Objectives: Our study aimed to evaluate the discriminative abilities of Child-Pugh, model for end-stage liver disease (MELD), and albumin-bilirubin (ALBI) scores in predicting the in-hospital mortality in cirrhotic patients with acute-on-chronic liver failure (ACLF).
Methods: Cirrhotic patients with ACLF admitted between 2010 January and 2014 June were retrospectively reviewed. Areas under the receiver operating characteristic curves (AUROCs) with 95% confidence intervals (CIs) were calculated.

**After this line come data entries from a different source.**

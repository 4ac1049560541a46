mod common;

use std::sync::Arc;
use std::time::Duration as StdDuration;

use chrono::{Duration, Utc};

use common::{alice, bob, Harness, ALICE};
use parley_client::{Client, ClientConfig};
use parley_guard::{ActivitySignal, SessionState};
use parley_shared::{CoreError, IdentityProvider, ManualClock, MemoryIdentityProvider, SecurityEventKind};
use parley_store::{DataStore, MemoryStore};

async fn eventually(what: &str, cond: impl Fn() -> bool) {
    let deadline = tokio::time::Instant::now() + StdDuration::from_secs(2);
    while !cond() {
        assert!(tokio::time::Instant::now() < deadline, "timed out waiting for {what}");
        tokio::time::sleep(StdDuration::from_millis(5)).await;
    }
}

#[tokio::test]
async fn test_sign_in_starts_session_and_presence() {
    let h = Harness::new();
    let ctx = h.sign_in(ALICE).await;
    assert_eq!(ctx.user_id, alice());
    assert_eq!(h.client.session().map(|s| s.user_id), Some(alice()));
    assert_eq!(h.client.auth().pending_email(), None);

    let online = h.store.inner().online_users(&bob(), 15).await.unwrap();
    assert_eq!(online.len(), 1);
    assert_eq!(online[0].user_id, alice());
}

#[tokio::test]
async fn test_operations_require_a_session() {
    let h = Harness::new();
    assert_eq!(
        h.client.sync().open_direct(&bob()).await,
        Err(CoreError::SessionClosed)
    );
    assert!(matches!(
        h.client.sync().send("hello").await,
        Err(CoreError::SessionClosed)
    ));
    assert_eq!(h.client.check_session().await, Err(CoreError::SessionClosed));
}

#[tokio::test]
async fn test_idle_timeout_ends_session() {
    let h = Harness::new();
    let chat = h.alice_with_bob().await;

    h.clock.advance(Duration::minutes(61));
    assert_eq!(h.client.check_session().await, Ok(SessionState::Expired));

    assert!(h.client.session().is_none());
    assert_eq!(h.idp.sign_out_calls(), 1);
    assert_eq!(h.client.sync().active_chat().await, None);
    assert!(h.store.inner().online_users(&bob(), 15).await.unwrap().is_empty());

    let uploaded = h.store.inner().security_events().await;
    assert_eq!(uploaded.len(), 1);
    assert_eq!(uploaded[0].kind, SecurityEventKind::SessionTimeout);

    assert!(matches!(
        h.client.sync().open_conversation(chat).await,
        Err(CoreError::SessionClosed)
    ));
    // A second poll has nothing left to end.
    assert_eq!(h.client.check_session().await, Err(CoreError::SessionClosed));
    assert_eq!(h.idp.sign_out_calls(), 1);
}

#[tokio::test]
async fn test_activity_keeps_session_alive() {
    let h = Harness::new();
    h.sign_in(ALICE).await;

    h.clock.advance(Duration::minutes(50));
    h.client.record_activity(ActivitySignal::KeyPress).await;
    h.clock.advance(Duration::minutes(50));
    assert_eq!(h.client.check_session().await, Ok(SessionState::Active));
    assert!(h.client.session().is_some());
    assert_eq!(h.idp.sign_out_calls(), 0);
}

#[tokio::test]
async fn test_failed_sign_out_still_clears_local_session() {
    let h = Harness::new();
    h.sign_in(ALICE).await;
    h.idp.set_fail_sign_out(true);

    h.clock.advance(Duration::hours(2));
    assert!(matches!(
        h.client.check_session().await,
        Err(CoreError::NetworkFailure(_))
    ));
    assert!(h.client.session().is_none());
    assert_eq!(h.idp.sign_out_calls(), 1);
}

#[tokio::test]
async fn test_explicit_sign_out() {
    let h = Harness::new();
    h.alice_with_bob().await;

    h.client.sign_out().await.unwrap();
    assert!(h.client.session().is_none());
    assert!(h.client.sync().entries().await.is_none());
    assert!(h.client.sync().summaries().await.is_empty());
}

#[tokio::test]
async fn test_repeated_wrong_codes_lock_the_identity() {
    let h = Harness::new();
    h.client.auth().request_code(ALICE).await.unwrap();
    let code = h.idp.last_code(ALICE).unwrap();
    let wrong = if code == "000000" { "111111" } else { "000000" };

    for _ in 0..4 {
        assert_eq!(h.client.verify(wrong).await, Err(CoreError::Unauthorized));
    }
    assert!(matches!(
        h.client.verify(wrong).await,
        Err(CoreError::LockedOut { .. })
    ));
    let calls = h.idp.verify_calls();

    // The right code is refused without reaching the provider.
    assert!(matches!(
        h.client.verify(&code).await,
        Err(CoreError::LockedOut { .. })
    ));
    assert_eq!(h.idp.verify_calls(), calls);
    assert!(h.client.session().is_none());

    h.clock.advance(Duration::minutes(5));
    let ctx = h.client.verify(&code).await.unwrap();
    assert_eq!(ctx.user_id, alice());

    let kinds: Vec<_> = h.client.guard().log().snapshot().iter().map(|e| e.kind).collect();
    assert!(kinds.contains(&SecurityEventKind::AccountBlocked));
}

#[tokio::test]
async fn test_provider_events_drive_the_session() {
    let h = Harness::new();
    let task = h.client.start();

    // Sign in through the provider directly; the client follows its events.
    h.idp.issue_one_time_code(ALICE).await.unwrap();
    let code = h.idp.last_code(ALICE).unwrap();
    h.idp.verify_code(ALICE, &code).await.unwrap();
    eventually("session install", || h.client.session().is_some()).await;
    assert_eq!(h.client.session().map(|s| s.user_id), Some(alice()));

    h.idp.sign_out().await.unwrap();
    eventually("session teardown", || h.client.session().is_none()).await;
    task.abort();
}

#[tokio::test]
async fn test_security_events_flush_once() {
    let h = Harness::new();
    h.alice_with_bob().await;
    h.client.sync().send("<iframe src=x>").await.unwrap_err();
    h.client.guard().report_client_error("render", "boom");

    assert_eq!(h.client.flush_security_events().await, Ok(2));
    assert_eq!(h.client.flush_security_events().await, Ok(0));
    assert_eq!(h.store.inner().security_events().await.len(), 2);

    let report = h.client.security_report().await;
    assert_eq!(report.events.len(), 2);
    assert_eq!(report.stats.logged_events, 2);
}

#[tokio::test]
async fn test_pending_email_survives_restart() {
    let dir = tempfile::tempdir().unwrap();
    let config = ClientConfig {
        data_dir: Some(dir.path().to_path_buf()),
        ..ClientConfig::default()
    };
    let clock = ManualClock::new(Utc::now());
    let idp = Arc::new(MemoryIdentityProvider::new(Arc::new(clock.clone())));
    let store = Arc::new(MemoryStore::new(Arc::new(clock.clone())));

    {
        let client = Client::open(
            config.clone(),
            Arc::new(clock.clone()),
            idp.clone(),
            store.clone(),
        )
        .unwrap();
        client.auth().request_code(ALICE).await.unwrap();
    }

    let client = Arc::new(
        Client::open(config, Arc::new(clock.clone()), idp.clone(), store).unwrap(),
    );
    assert_eq!(client.auth().resume().unwrap(), Some(ALICE.to_string()));

    let code = idp.last_code(ALICE).unwrap();
    let ctx = client.verify(&code).await.unwrap();
    assert_eq!(ctx.user_id, alice());
    assert_eq!(client.auth().pending_email(), None);
}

Results: One hundred patients were eligible for the Asia-Pacific Association for the Study of the Liver (APASL) criteria. AUROCs of Child-Pugh, MELD, and ALBI scores in predicting the in-hospital mortality was 0.63 (95%CI: 0.52-0.72, P = 0.05), 0.75 (95%CI: 0.65-0.83, P < 0.0001), and 0.53 (95%CI: 0.42-0.63, P = 0.69), respectively. Eighty-eight patients were eligible for the EASL/AASLD criteria. AUROCs of Child-Pugh, MELD, and ALBI scores in predicting the in-hospital mortality were 0.59 (95%CI: 0.48-0.69, P = 0.14), 0.57 (95%CI: 0.46-0.68, P = 0.26), and 0.57 (95%CI: 0.46-0.67, P = 0.29), respectively. There was no significant difference among them.
Conclusion: Child-Pugh, MELD, and ALBI scores might be ineffective in predicting the in-hospital mortality of cirrhosis with ACLF.
Keywords: ACLF; ALBI; cirrhosis; mortality; prognosis.